The largest contiguous ancient woodlands in the county, Hockley Woods sit astride the ‘southern Essex Alps’, a ridge of London Clay capped with sands and gravels. They were the focus for the latest Naturetrek day trip, searching especially for Heath Fritillaries. I must admit to being worried – this spring has been especially poor for butterflies and insects in general, a combination of persistent cool north-easterlies over the past two months delaying the season by at least two weeks, and the hangover from last year’s record, larval-frying summer temperatures. Would they be out yet? And more worryingly, would there be any to come out?
In the end all was well, albeit our total count of 80–100 being a fifth of last year’s bonanza. The distribution seems to have consolidated back to the core coppice, rather than the outlying rides, despite healthy populations of Common Cow-wheat, the larval food plant, in most of the rides.
Perhaps I should say ‘the normal larval foodplant’: in one new coppice area, with barely a sprig of Cow-wheat to be seen, it was a patch of Foxgloves (in a suspiciously seed-packet array of shades) that was the focus of fritillary action. As we conjectured, Foxglove is a near-familial relative of Cow-wheat: could it provide an alternative food source, helping to give the butterfly a greater degree of resilience against environmental stress? And then I read on the Butterfly Conservation website ‘Foxglove can be a secondary foodplant, especially on Exmoor.‘
It has been a long, complex story of neglect, extinction, research and reintroduction but we do now have a thriving population of the fritillaries. And now perhaps evolution is playing a part in ensuring its survival into an uncertain future.
But it is a measure of the season that more than 95% of all the butterflies we saw were fritillaries. Otherwise, there was a handful of Speckled Woods, a small handful of Holly Blues and just a single Meadow Brown. So too with other insects – quality rather than quantity. Some of the highlights included a Red-headed Cardinal-beetle, Large Pied Hoverflies and mating Tiger-craneflies….
… Speckled and Dark Bush-cricket nymphs, click-beetles and dance-flies…
…a Hawthorn Shield-bug and several Dock Bugs, mostly mating, including this orgy…
…and best of all, after a few bits of identity and nomenclatural confusion from yours truly (I blame the increasingly intense heat and humidity, that culminated just before lunch in a big rumble of thunder and a sharp shower), no less than three Horned Treehoppers Centrotus cornutus, a scarce species for which this complex of woods is an Essex stronghold.
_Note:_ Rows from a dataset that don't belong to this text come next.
use hyperslab_common::error::ErrorKind;
use hyperslab_testkit::SelectionGen;

use super::{OPS, select, to_mask};
use crate::{CodecConfig, FormatVersion, SelectOp, Selection, SelectionType, UNLIMITED};

const VERSIONS: [FormatVersion; 3] = [FormatVersion::V1, FormatVersion::V2, FormatVersion::V3];

#[test]
fn test_random_round_trips_in_every_version() {
    let mut generator = SelectionGen::with_seed(5150);
    for round in 0..120 {
        let rank = 1 + round % 3;
        let extent = generator.extent(rank, 9);
        let mut sel = Selection::none(extent.clone());
        select(&mut sel, SelectOp::Set, &generator.hyperslab(&extent));
        if generator.bool() {
            let op = OPS[1 + generator.pick(OPS.len() - 1)];
            select(&mut sel, op, &generator.hyperslab(&extent));
        }
        let expected = to_mask(&sel);

        for low in VERSIONS {
            let config = CodecConfig::with_bounds(low, FormatVersion::V3).unwrap();
            let bytes = sel.encode_with(&config).unwrap();
            assert_eq!(bytes.len(), sel.serial_size_with(&config).unwrap());
            let decoded = Selection::decode(&bytes, extent.clone()).unwrap();
            assert_eq!(to_mask(&decoded), expected, "round {round} low bound {low:?}");
        }
    }
}

#[test]
fn test_regular_selection_echoes_parameters() {
    let sel = Selection::hyperslab(vec![20, 20], &[1, 2], Some(&[4, 5]), &[3, 2], Some(&[2, 3])).unwrap();
    for low in [FormatVersion::V2, FormatVersion::V3] {
        let config = CodecConfig::with_bounds(low, FormatVersion::V3).unwrap();
        let bytes = sel.encode_with(&config).unwrap();
        assert_eq!(bytes[4], low as u8);
        let decoded = Selection::decode(&bytes, vec![20, 20]).unwrap();
        assert_eq!(decoded.regular_hyperslab(), sel.regular_hyperslab());
    }
}

#[test]
fn test_version_selection() {
    let regular = Selection::hyperslab(vec![10], &[0], Some(&[2]), &[3], None).unwrap();
    let default = CodecConfig::default();
    assert_eq!(regular.encoding_version(&default).unwrap(), FormatVersion::V1);

    let huge = Selection::hyperslab(vec![u64::MAX - 1], &[1 << 40], None, &[2], None).unwrap();
    assert_eq!(huge.encoding_version(&default).unwrap(), FormatVersion::V2);

    let mut irregular = Selection::hyperslab(vec![10, 10], &[0, 0], None, &[2, 2], None).unwrap();
    irregular
        .select_hyperslab(SelectOp::Or, &[5, 5], None, &[1, 3], None)
        .unwrap();
    assert_eq!(irregular.encoding_version(&default).unwrap(), FormatVersion::V1);
    let v2 = CodecConfig::with_bounds(FormatVersion::V2, FormatVersion::V3).unwrap();
    assert_eq!(irregular.encoding_version(&v2).unwrap(), FormatVersion::V3);

    let mut far = Selection::hyperslab(vec![1 << 41], &[1 << 40], None, &[2], None).unwrap();
    far.select_hyperslab(SelectOp::Or, &[(1 << 40) + 5], None, &[1], None)
        .unwrap();
    assert_eq!(far.encoding_version(&default).unwrap(), FormatVersion::V3);
    let bytes = far.encode().unwrap();
    assert_eq!(bytes[9], 8);
    let decoded = Selection::decode(&bytes, vec![1 << 41]).unwrap();
    assert_eq!(decoded.num_elements(), 3);
    assert!(decoded.contains(&[(1 << 40) + 5]));
}

#[test]
fn test_encoding_overflow() {
    let v1 = CodecConfig::with_bounds(FormatVersion::V1, FormatVersion::V1).unwrap();
    let unlimited = Selection::hyperslab(vec![10], &[0], None, &[UNLIMITED], None).unwrap();
    let err = unlimited.encode_with(&v1).unwrap_err();
    assert!(matches!(err.kind(), ErrorKind::EncodingOverflow { .. }));
    assert!(unlimited.serial_size_with(&v1).is_err());
}

#[test]
fn test_encode_into_appends() {
    let sel = Selection::all(vec![4, 4]);
    let mut buf = vec![0xaa];
    sel.encode_into(&mut buf, &CodecConfig::default()).unwrap();
    assert_eq!(buf.len(), 1 + sel.serial_size().unwrap());
    let decoded = Selection::decode(&buf[1..], vec![4, 4]).unwrap();
    assert_eq!(decoded.select_type(), SelectionType::All);
}

#[test]
fn test_decode_errors() {
    assert!(matches!(
        Selection::decode(&[2, 0, 0], vec![4]).unwrap_err().kind(),
        ErrorKind::InvalidFormat { .. }
    ));

    // v2 regular hyperslab with a zero stride
    let mut bytes = vec![2, 0, 0, 0, 2, 0, 0, 0, 1, 36, 0, 0, 0, 1, 0, 0, 0];
    for v in [0u64, 0, 1, 1] {
        bytes.extend_from_slice(&v.to_le_bytes());
    }
    let err = Selection::decode(&bytes, vec![4]).unwrap_err();
    assert!(matches!(err.kind(), ErrorKind::InvalidFormat { .. }));

    // v1 block with start above end
    let mut bytes = vec![2, 0, 0, 0, 1, 0, 0, 0, 0, 0, 0, 0, 16, 0, 0, 0, 1, 0, 0, 0, 1, 0, 0, 0];
    bytes.extend_from_slice(&[3, 0, 0, 0, 1, 0, 0, 0]);
    assert!(Selection::decode(&bytes, vec![4]).is_err());
    bytes[24] = 1;
    bytes[28] = 3;
    assert_eq!(Selection::decode(&bytes, vec![4]).unwrap().num_elements(), 3);
}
Wood Ants’ nests were numerous, and Wood Ants themselves everywhere, including milking the colonies of Black Bean Aphids for their honeydew.
Moths included the attractive, variable Aleimma loeflingiana, and the larval stages of Brown-tail, Common Bagworm and Spindle Ermine…
… while a selection of spiders included Nursery-web and Cucumber Spiders, and a female Neottiura bimaculata with her egg sac suspended under a leaf from a single strand of silk. We concluded this was probably a defence against the marauding swarms of Wood Ants on the leaves above, as when she saw us approaching with cameras, she rapidly hauled the sac up, presumably believing us to be the greater threat.
The woods were full of bird song, apart from in the hottest part of the day, with Robins and Chiffchaffs, Blackbirds and Blackcaps, one of the latter semi-duetting with a Garden Warbler, and family parties of Long-tailed, Great and Blue Tits. First bird we saw was a Treecreeper just as we left the car park (excuse the poor photo – it was very shady), followed by a Stock Dove visiting its nest hole, while another tree hole at the end of the day was the site of a free-range Honeybee nest.
Dead timber and trees provided for fungi, like Birch Bracket and Chicken-of-the-Woods…
… while a seemingly random selection of trees was washed with the orange terrestrial alga Trentepohlia, and a couple of reproducing slime-moulds sat atop cut stumps.
And so to the plants: Hornbeams in abundant fruit, Sweet Chestnut and Honeysuckle just coming into flower, and deep in the shade, the shiny leaves of Woodland Hawthorn:
But most remarkable of all were the carpets of Oak seedlings, covering the woodland floor in vast swathes, testament no doubt to last autumn’s mast and to the low number of Muntjac due to the high number of dogs.
In the rides, there were patches of Bush Vetch and Wood Avens…
… while on the wood edge, with Skylarks singing overhead, a good show of Oxeye Daisies and Hairy Buttercups …
… and in the main fritillary clearing, a trio of Heath plants (Speedwell, Woodrush and Groundsel) that along with Wavy Hair-grass and Wood Sage are as good an indication as any to the reason for the Heath Fritillary’s English name.
All kinds of everything: rich biodiversity in the heart of suburban south Essex. More than 30 years since I notified the woods as an SSSI, I am very happy to see they are now in a better state than when I moved on (even after years of pandemic pressure), thanks to the management work of Rochford District Council.